■ The task
Copy the entries exactly, through the "#[derive(Debug, Clone, Copy, PartialEq, Eq)]" line.

■ Stored data entries
/---
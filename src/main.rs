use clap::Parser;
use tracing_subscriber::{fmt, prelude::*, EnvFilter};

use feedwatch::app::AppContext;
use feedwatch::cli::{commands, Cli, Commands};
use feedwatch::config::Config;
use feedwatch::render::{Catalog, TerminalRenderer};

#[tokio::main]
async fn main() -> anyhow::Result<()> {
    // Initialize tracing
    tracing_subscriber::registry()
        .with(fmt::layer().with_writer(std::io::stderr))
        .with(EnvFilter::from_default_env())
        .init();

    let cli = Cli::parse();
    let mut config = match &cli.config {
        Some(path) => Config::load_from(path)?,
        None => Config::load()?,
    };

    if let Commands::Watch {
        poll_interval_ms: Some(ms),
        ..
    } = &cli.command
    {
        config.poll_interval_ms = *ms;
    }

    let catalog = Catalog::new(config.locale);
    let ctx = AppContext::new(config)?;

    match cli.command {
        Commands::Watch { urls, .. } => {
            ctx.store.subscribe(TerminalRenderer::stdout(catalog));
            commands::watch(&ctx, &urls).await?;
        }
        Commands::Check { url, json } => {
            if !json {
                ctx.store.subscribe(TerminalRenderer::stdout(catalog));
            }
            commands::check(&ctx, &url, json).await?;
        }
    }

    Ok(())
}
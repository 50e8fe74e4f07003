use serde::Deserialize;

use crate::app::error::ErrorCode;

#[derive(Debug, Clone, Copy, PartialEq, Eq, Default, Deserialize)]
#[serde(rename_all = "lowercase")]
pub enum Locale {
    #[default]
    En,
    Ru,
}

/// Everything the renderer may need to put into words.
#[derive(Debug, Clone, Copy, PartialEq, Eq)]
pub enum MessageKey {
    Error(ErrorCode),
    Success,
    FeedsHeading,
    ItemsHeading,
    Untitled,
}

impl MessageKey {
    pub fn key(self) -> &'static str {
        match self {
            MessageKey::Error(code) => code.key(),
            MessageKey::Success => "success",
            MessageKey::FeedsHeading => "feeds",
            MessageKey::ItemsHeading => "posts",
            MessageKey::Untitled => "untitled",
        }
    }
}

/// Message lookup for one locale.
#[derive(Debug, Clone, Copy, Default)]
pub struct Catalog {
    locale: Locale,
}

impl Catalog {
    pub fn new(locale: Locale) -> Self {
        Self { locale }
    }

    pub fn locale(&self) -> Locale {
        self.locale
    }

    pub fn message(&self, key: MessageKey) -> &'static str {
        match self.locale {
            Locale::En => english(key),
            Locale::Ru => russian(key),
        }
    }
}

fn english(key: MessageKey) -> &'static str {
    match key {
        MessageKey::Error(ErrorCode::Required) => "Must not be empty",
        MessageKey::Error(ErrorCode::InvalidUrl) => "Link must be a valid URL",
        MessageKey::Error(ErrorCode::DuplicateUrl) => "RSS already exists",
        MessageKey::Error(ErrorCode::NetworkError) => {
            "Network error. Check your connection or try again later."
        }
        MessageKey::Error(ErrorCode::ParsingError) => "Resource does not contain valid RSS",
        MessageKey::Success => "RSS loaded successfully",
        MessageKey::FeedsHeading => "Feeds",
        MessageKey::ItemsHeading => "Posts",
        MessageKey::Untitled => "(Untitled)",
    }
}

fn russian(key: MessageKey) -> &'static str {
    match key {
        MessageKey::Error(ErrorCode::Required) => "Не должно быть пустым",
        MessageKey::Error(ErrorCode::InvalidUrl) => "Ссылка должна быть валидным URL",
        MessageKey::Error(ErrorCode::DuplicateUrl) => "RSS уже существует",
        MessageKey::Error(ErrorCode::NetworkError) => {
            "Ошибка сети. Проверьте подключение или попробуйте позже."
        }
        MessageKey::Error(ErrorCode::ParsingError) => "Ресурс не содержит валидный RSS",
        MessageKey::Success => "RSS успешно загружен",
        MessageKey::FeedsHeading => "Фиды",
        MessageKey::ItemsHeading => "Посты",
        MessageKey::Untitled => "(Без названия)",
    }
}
\---
■ Task response
filename src/main.rs
use clap::Parser;
use tracing_subscriber::{fmt, prelude::*, EnvFilter};

use feedwatch::app::AppContext;
use feedwatch::cli::{commands, Cli, Commands};
use feedwatch::config::Config;
use feedwatch::render::{Catalog, TerminalRenderer};

#[tokio::main]
async fn main() -> anyhow::Result<()> {
    // Initialize tracing
    tracing_subscriber::registry()
        .with(fmt::layer().with_writer(std::io::stderr))
        .with(EnvFilter::from_default_env())
        .init();

    let cli = Cli::parse();
    let mut config = match &cli.config {
        Some(path) => Config::load_from(path)?,
        None => Config::load()?,
    };

    if let Commands::Watch {
        poll_interval_ms: Some(ms),
        ..
    } = &cli.command
    {
        config.poll_interval_ms = *ms;
    }

    let catalog = Catalog::new(config.locale);
    let ctx = AppContext::new(config)?;

    match cli.command {
        Commands::Watch { urls, .. } => {
            ctx.store.subscribe(TerminalRenderer::stdout(catalog));
            commands::watch(&ctx, &urls).await?;
        }
        Commands::Check { url, json } => {
            if !json {
                ctx.store.subscribe(TerminalRenderer::stdout(catalog));
            }
            commands::check(&ctx, &url, json).await?;
        }
    }

    Ok(())
}
repository 50e8fe74e4f07003
use serde::Deserialize;

use crate::app::error::ErrorCode;

#[derive(Debug, Clone, Copy, PartialEq, Eq, Default, Deserialize)]
#[serde(rename_all = "lowercase")]
pub enum Locale {
    #[default]
    En,
    Ru,
}

/// Everything the renderer may need to put into words.
#[derive(Debug, Clone, Copy, PartialEq, Eq)]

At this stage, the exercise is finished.